Bertubi-tubi pertanyaan Raye dapatkan dari Rolan. Sebab, sejak awal Rolan memang tak memperbolehkan Raye untuk menyusulnya ke sini. Apalagi bila Raye pergi seorang diri.

Karena panjangnya interogasi yang mereka lakukan, pada akhirnya Rolan tahu jika Raye pergi bersama Ilene walau mereka berpisah bergitu tiba di bandara.

“Entar kamu pulangnya sendirian?”

Raye baru saja keluar dari kamar mandi ketika pertanyaan tersebut menelusup ke dalam telinganya. Ia baru saja selesai mencuci muka dan menggosok gigi di pagi hari setelah semalaman ini menemani Rolan di rumah sakit.

Langkah Raye dengan ringan berjalan menghampiri Rolan yang tengah duduk di atas ranjang. Sesekali sambil menyeka wajahnya yang basah dengan handuk kecil.

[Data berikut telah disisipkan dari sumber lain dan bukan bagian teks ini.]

//! # GarmentKit
//!
//! Design placement and texture baking core for an interactive 3D garment
//! customizer:
//! - Images placed on four print zones (front, back, left and right sleeve)
//! - Move, rotate and scale gestures with printable-area clamping
//! - One selection shared by every view
//! - Debounced and throttled texture bakes onto the garment's materials
//!
//! ## Architecture
//!
//! GarmentKit is organized as a workspace with multiple crates:
//!
//! 1. **garmentkit-core** - Zones, texture targets, geometry, layout table, errors
//! 2. **garmentkit-settings** - Configuration, validation, JSON/TOML persistence
//! 3. **garmentkit-designer** - Design store, selection, gestures, scheduling, baking
//! 4. **garmentkit** - Facade crate that re-exports the above and sets up logging
//!
//! The host application owns the UI and the 3D renderer. It implements
//! [`RenderBackend`], feeds pointer events and time into a
//! [`CustomizerSession`], and redraws when the session asks it to.

// Re-export crates
pub use garmentkit_core::{constants, data, geometry};
pub use garmentkit_designer as designer;
pub use garmentkit_settings as settings;

pub use garmentkit_core::{
    CustomizerError, PixelRect, Point, Result, TextureTarget, UvRect, Zone, ZoneLayout,
};

pub use garmentkit_designer::{
    BakeReport, CustomizerSession, DesignElement, DesignId, DesignStore, ElementProperty,
    ElementSummary, ImageRef, ImageStatus, Modifiers, ObserverRole, PointerEvent, PreviewItem,
    PreviewSink, PublishOptions, RenderBackend, SelectionChange, SelectionListener,
    UploadedImage,
};

pub use garmentkit_settings::Config;

/// Library version
pub const VERSION: &str = env!("CARGO_PKG_VERSION");

/// Output format of the log subscriber.
#[derive(Debug, Clone, Copy, PartialEq, Eq, Default)]
pub enum LogFormat {
    /// Human readable lines on stdout.
    #[default]
    Pretty,
    /// One JSON object per event, for hosts that ship logs elsewhere.
    Json,
}

/// Initialize logging with the default configuration
///
/// Sets up structured logging with:
/// - Console output with pretty formatting
/// - RUST_LOG environment variable support (defaults to `info`)
pub fn init_logging() -> anyhow::Result<()> {
    init_logging_with(LogFormat::Pretty)
}

/// Initialize logging in the given format.
///
/// Calling this after a global subscriber is installed (by an earlier call or
/// by the host) leaves the existing subscriber in place.
pub fn init_logging_with(format: LogFormat) -> anyhow::Result<()> {
    use tracing_subscriber::fmt;
    use tracing_subscriber::prelude::*;
    use tracing_subscriber::EnvFilter;

    if tracing::dispatcher::has_been_set() {
        return Ok(());
    }

    let env_filter =
        EnvFilter::try_from_default_env().unwrap_or_else(|_| EnvFilter::new("info"));

    let result = match format {
        LogFormat::Pretty => {
            let fmt_layer = fmt::layer()
                .with_writer(std::io::stdout)
                .with_target(true)
                .with_level(true)
                .with_line_number(true);
            tracing_subscriber::registry()
                .with(env_filter)
                .with(fmt_layer)
                .try_init()
        }
        LogFormat::Json => {
            let fmt_layer = fmt::layer()
                .json()
                .with_writer(std::io::stdout)
                .with_current_span(false);
            tracing_subscriber::registry()
                .with(env_filter)
                .with(fmt_layer)
                .try_init()
        }
    };

    if let Err(e) = result {
        // lost a race with another initializer
        tracing::debug!("Logging already initialized: {}", e);
    }
    Ok(())
}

“Iya, Mas.” Raye menjawab pertanyaan Rolan sebelum menarik kursi mendekat ke ranjang dan mendudukinya setelahnya.

“Orlan sama Valerie pulang sore nanti. Kamu ikut mereka aja sekalian.”

Untuk terakhir kalinya Raye mengelap wajahnya sebelum handuk kecil tersebut disampirkan di seputar lehernya. Lantas, sorotnya berpaling pada Rolan, fokus pada kekasihnya yang juga sedang menatap lamat-lamat ke arahnya.

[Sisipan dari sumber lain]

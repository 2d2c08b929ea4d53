//! Type system utilities and aliases.
//!
//! ## Modules
//!
//! - [`aliases`]: Type aliases for single-threaded shared state.

pub mod aliases;

pub use aliases::*;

“Nggak mau,” tolak Raye mentah-mentah.

Hanya tersisa satu hari lagi waktu Raye di sini. Ia bahkan menyayangkan kenapa waktu berlalu begitu cepat. Raye bahkan berpikir ulang untuk menambah jatah absennya dan akan pulang saat Rolan juga pulang ke Indonesia.

Rolan mendengkus geli, sudah menebak jika sarannya akan mendapat penolakan dari Raye. “Aku nggak tega ngebiarin kamu pulang sendirian.”

Raye melipat kedua tangannya di depan dada. Mulutnya sempat mencebik sebal karena Rolan seakan lupa jika ia merupakan perempuan dewasa, bukan anak-anak lagi yang kalau ke mana-mana harus mendapat pengawasan.

“Aku bukan anak kecil lagi, Mas,” bantah Raye.

“Tetep aja, Ray, aku takut kamu kenapa-kenapa nantinya.”

“Aku bisa jaga diri.”

Rolan menarik napas panjang. Kemudian hanya menatap Raye dalam diam, kelihatan lelah berdebat dengan kekasihnya yang sangat keras kepala dalam hal ini.

“Pokoknya kamu tenang aja, Mas. Jangan khawatir soal aku. Fokus sama kesembuhan kamu aja, okay?” ucap Raye saat Rolan tidak lagi bersuara. Ia juga sudah bangkit dari posisinya, berdiri di depan Rolan dengan senyum yang merekah lebar.

Entah untuk yang keberapa kalinya, Rolan mengakui kekalahannya dalam perdebatan bersama Raye. Embusan napas kembali dilakukan bersamaan dengan satu tangannya yang menyentuh tengkuk Raye. Lalu menarik gadis itu dengan lembut untuk menjatuhkan ciuman panjang di dahi sang kekasih.

“Kamu mau ganti baju nggak, Mas?” tanya Raye setelah Rolan menarik wajahnya darinya, kembali memberi jarak di antara mereka.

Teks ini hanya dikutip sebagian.